The horseman asked him what he did there: Einion answered that he was cherishing the memory of his wife Angharad.
"Dost thou desire to see her? " asked the man in white.
"I do," replied Einion, "above all things and all pleasures in the world."
"If so," said the man in white, "get upon this horse behind me." That Einion did, and looking around he could not see any trace of the Lady of the Greenwood, except the track of hoofs of monstrous size, as if journeying towards the north.
"What spell art thou under?" asked the man in white. Then Einion answered him and told everything, how it occurred betwixt him and the Lady of the Greenwood.
"Take this white staff in thy hand, and wish for whatsoever thou desirest," said the man in white. Einion took it, and the first thing he wished was to see the Lady of the Greenwood, for he was not yet completely delivered from her spell. A hideous and uncanny beldam appeared to him, a thousand times more repulsive of aspect than the most frightful thing on earth. Einion uttered a cry of terror: the man in white cast his cloak over him, and in less than a twinkling Einion alighted on the hill of Trefeilir, by his own house, where he knew scarcely anyone, nor did anyone know him.
In the meantime, the goblin who had appeared to Einion as the Lady of the Greenwood had gone to Trefeilir in the form of an honourable and powerful nobleman, richly apparelled and wealthy. He placed a letter in Augharad's hand, in which it was stated that Einion had died in Norway more than nine years before. He cast his spell upon her, and she listened to his words of love.
Soon, seeing that she should become a noble lady, higher than any in Wales, she named a day for her marriage with him. There was a great preparation of every elegant and sumptuous kind of apparel, and of meats and drinks, and of every excellence of song and instruments of music and festive entertainment.

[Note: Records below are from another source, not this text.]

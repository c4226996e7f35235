//! Read-only content API consumed by the public site.

use axum::{
    Json,
    extract::{Path, Query, State},
    http::StatusCode,
};
use serde::Deserialize;
use uuid::Uuid;

use crate::{
    models::{
        AboutContent, Achievement, Event, HeroImage, HomePage, Initiative, NewsArticle,
        NewsDetail, TeamMember,
    },
    repository::RepositoryState,
    utils,
};

/// Number of other articles shown beneath a news article.
const RELATED_NEWS: i64 = 3;

/// LimitQuery
#[derive(Deserialize, utoipa::IntoParams)]
pub struct LimitQuery {
    /// Maximum number of rows to return.
    pub limit: Option<i64>,
}

/// EventsQuery
///
/// `upcoming=true` keeps only events dated now or later. `upcoming=false` returns
/// every event, latest first. Without the parameter every event is returned in
/// calendar order.
#[derive(Deserialize, utoipa::IntoParams)]
pub struct EventsQuery {
    pub limit: Option<i64>,
    pub upcoming: Option<bool>,
}

fn flag_deadlines(mut initiatives: Vec<Initiative>) -> Vec<Initiative> {
    for initiative in &mut initiatives {
        initiative.deadline_expired = utils::is_deadline_expired(initiative.deadline.as_ref());
    }
    initiatives
}

#[utoipa::path(
    get,
    path = "/api/hero",
    responses((status = 200, description = "Hero carousel slides", body = [HeroImage]))
)]
pub async fn get_hero_images(State(repo): State<RepositoryState>) -> Json<Vec<HeroImage>> {
    Json(repo.list_hero_images().await)
}

#[utoipa::path(
    get,
    path = "/api/about",
    responses(
        (status = 200, description = "About section", body = AboutContent),
        (status = 404, description = "No about content yet")
    )
)]
pub async fn get_about(
    State(repo): State<RepositoryState>,
) -> Result<Json<AboutContent>, StatusCode> {
    repo.get_about().await.map(Json).ok_or(StatusCode::NOT_FOUND)
}

#[utoipa::path(
    get,
    path = "/api/team",
    params(LimitQuery),
    responses((status = 200, description = "Team members, newest first", body = [TeamMember]))
)]
pub async fn get_team(
    State(repo): State<RepositoryState>,
    Query(query): Query<LimitQuery>,
) -> Json<Vec<TeamMember>> {
    Json(repo.list_team(query.limit).await)
}

/// get_initiatives
///
/// Each initiative carries `deadline_expired`, computed at request time.
#[utoipa::path(
    get,
    path = "/api/initiatives",
    params(LimitQuery),
    responses((status = 200, description = "Initiatives, newest first", body = [Initiative]))
)]
pub async fn get_initiatives(
    State(repo): State<RepositoryState>,
    Query(query): Query<LimitQuery>,
) -> Json<Vec<Initiative>> {
    Json(flag_deadlines(repo.list_initiatives(query.limit).await))
}

#[utoipa::path(
    get,
    path = "/api/events",
    params(EventsQuery),
    responses((status = 200, description = "Events", body = [Event]))
)]
pub async fn get_events(
    State(repo): State<RepositoryState>,
    Query(query): Query<EventsQuery>,
) -> Json<Vec<Event>> {
    let upcoming_only = query.upcoming == Some(true);
    let ascending = query.upcoming != Some(false);
    Json(repo.list_events(query.limit, upcoming_only, ascending).await)
}

#[utoipa::path(
    get,
    path = "/api/events/{id}",
    params(("id" = Uuid, Path, description = "Row ID")),
    responses(
        (status = 200, description = "Event", body = Event),
        (status = 404, description = "Not Found")
    )
)]
pub async fn get_event(
    State(repo): State<RepositoryState>,
    Path(id): Path<Uuid>,
) -> Result<Json<Event>, StatusCode> {
    repo.get_event(id).await.map(Json).ok_or(StatusCode::NOT_FOUND)
}

#[utoipa::path(
    get,
    path = "/api/achievements",
    params(LimitQuery),
    responses((status = 200, description = "Achievements, latest first", body = [Achievement]))
)]
pub async fn get_achievements(
    State(repo): State<RepositoryState>,
    Query(query): Query<LimitQuery>,
) -> Json<Vec<Achievement>> {
    Json(repo.list_achievements(query.limit).await)
}

#[utoipa::path(
    get,
    path = "/api/news",
    params(LimitQuery),
    responses((status = 200, description = "News, latest first", body = [NewsArticle]))
)]
pub async fn get_news(
    State(repo): State<RepositoryState>,
    Query(query): Query<LimitQuery>,
) -> Json<Vec<NewsArticle>> {
    Json(repo.list_news(query.limit).await)
}

/// get_news_article
///
/// One article by slug, with up to three other recent articles.
#[utoipa::path(
    get,
    path = "/api/news/{slug}",
    params(("slug" = String, Path, description = "Article slug")),
    responses(
        (status = 200, description = "Article and related articles", body = NewsDetail),
        (status = 404, description = "Not Found")
    )
)]
pub async fn get_news_article(
    State(repo): State<RepositoryState>,
    Path(slug): Path<String>,
) -> Result<Json<NewsDetail>, StatusCode> {
    let article = repo
        .get_news_by_slug(&slug)
        .await
        .ok_or(StatusCode::NOT_FOUND)?;
    let related = repo.related_news(article.id, RELATED_NEWS).await;
    Ok(Json(NewsDetail { article, related }))
}

/// get_home
///
/// The landing page bundle. Sections are fetched concurrently; an empty section
/// simply renders nothing.
#[utoipa::path(
    get,
    path = "/api/home",
    responses((status = 200, description = "Landing page content", body = HomePage))
)]
pub async fn get_home(State(repo): State<RepositoryState>) -> Json<HomePage> {
    let (hero_images, about, team, initiatives, upcoming_events, achievements, news) = tokio::join!(
        repo.list_hero_images(),
        repo.get_about(),
        repo.list_team(Some(8)),
        repo.list_initiatives(Some(6)),
        repo.list_events(Some(3), true, true),
        repo.list_achievements(Some(3)),
        repo.list_news(Some(3)),
    );

    Json(HomePage {
        hero_images,
        about,
        team,
        initiatives: flag_deadlines(initiatives),
        upcoming_events,
        achievements,
        news,
    })
}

Now, there was in Angharad's hall a very beautiful harp: when the goblin nobleman saw it, he wished to have it played, and the harpers who had assembled, the best in Wales, tried to put it in tune, but were not able.
Just at this time Einion came into the house, and Angharad saw him as an old, decrepit, withered, grey-haired man, stooping with age, and dressed in rags. After the minstrels had failed to put the harp in tune, Einion took it in his hand and tuned it, and played on it an air which Angharad loved.
She marvelled exceedingly, and asked him who he was. "I am Einion, the son of Gwalchmai," said he; "see, the bright gold is my token." And he gave her the ring. But she could not bring him to her recollection. Upon that he placed the white staff in Angharad's hand.
Instantly the goblin, whom she had hitherto seen as a handsome and honourable nobleman, appeared to her as a monster, inconceivably hideous: she fainted from fear, and Einion supported her until she revived. When she opened her eyes, she saw neither the goblin nor any of the guests or minstrels, nothing except Einion and the harp and the banquet on the table, casting its savoury odour around. They sat down to eat, and exceeding great was their joy at the breaking of the spell which the goblin had cast over them.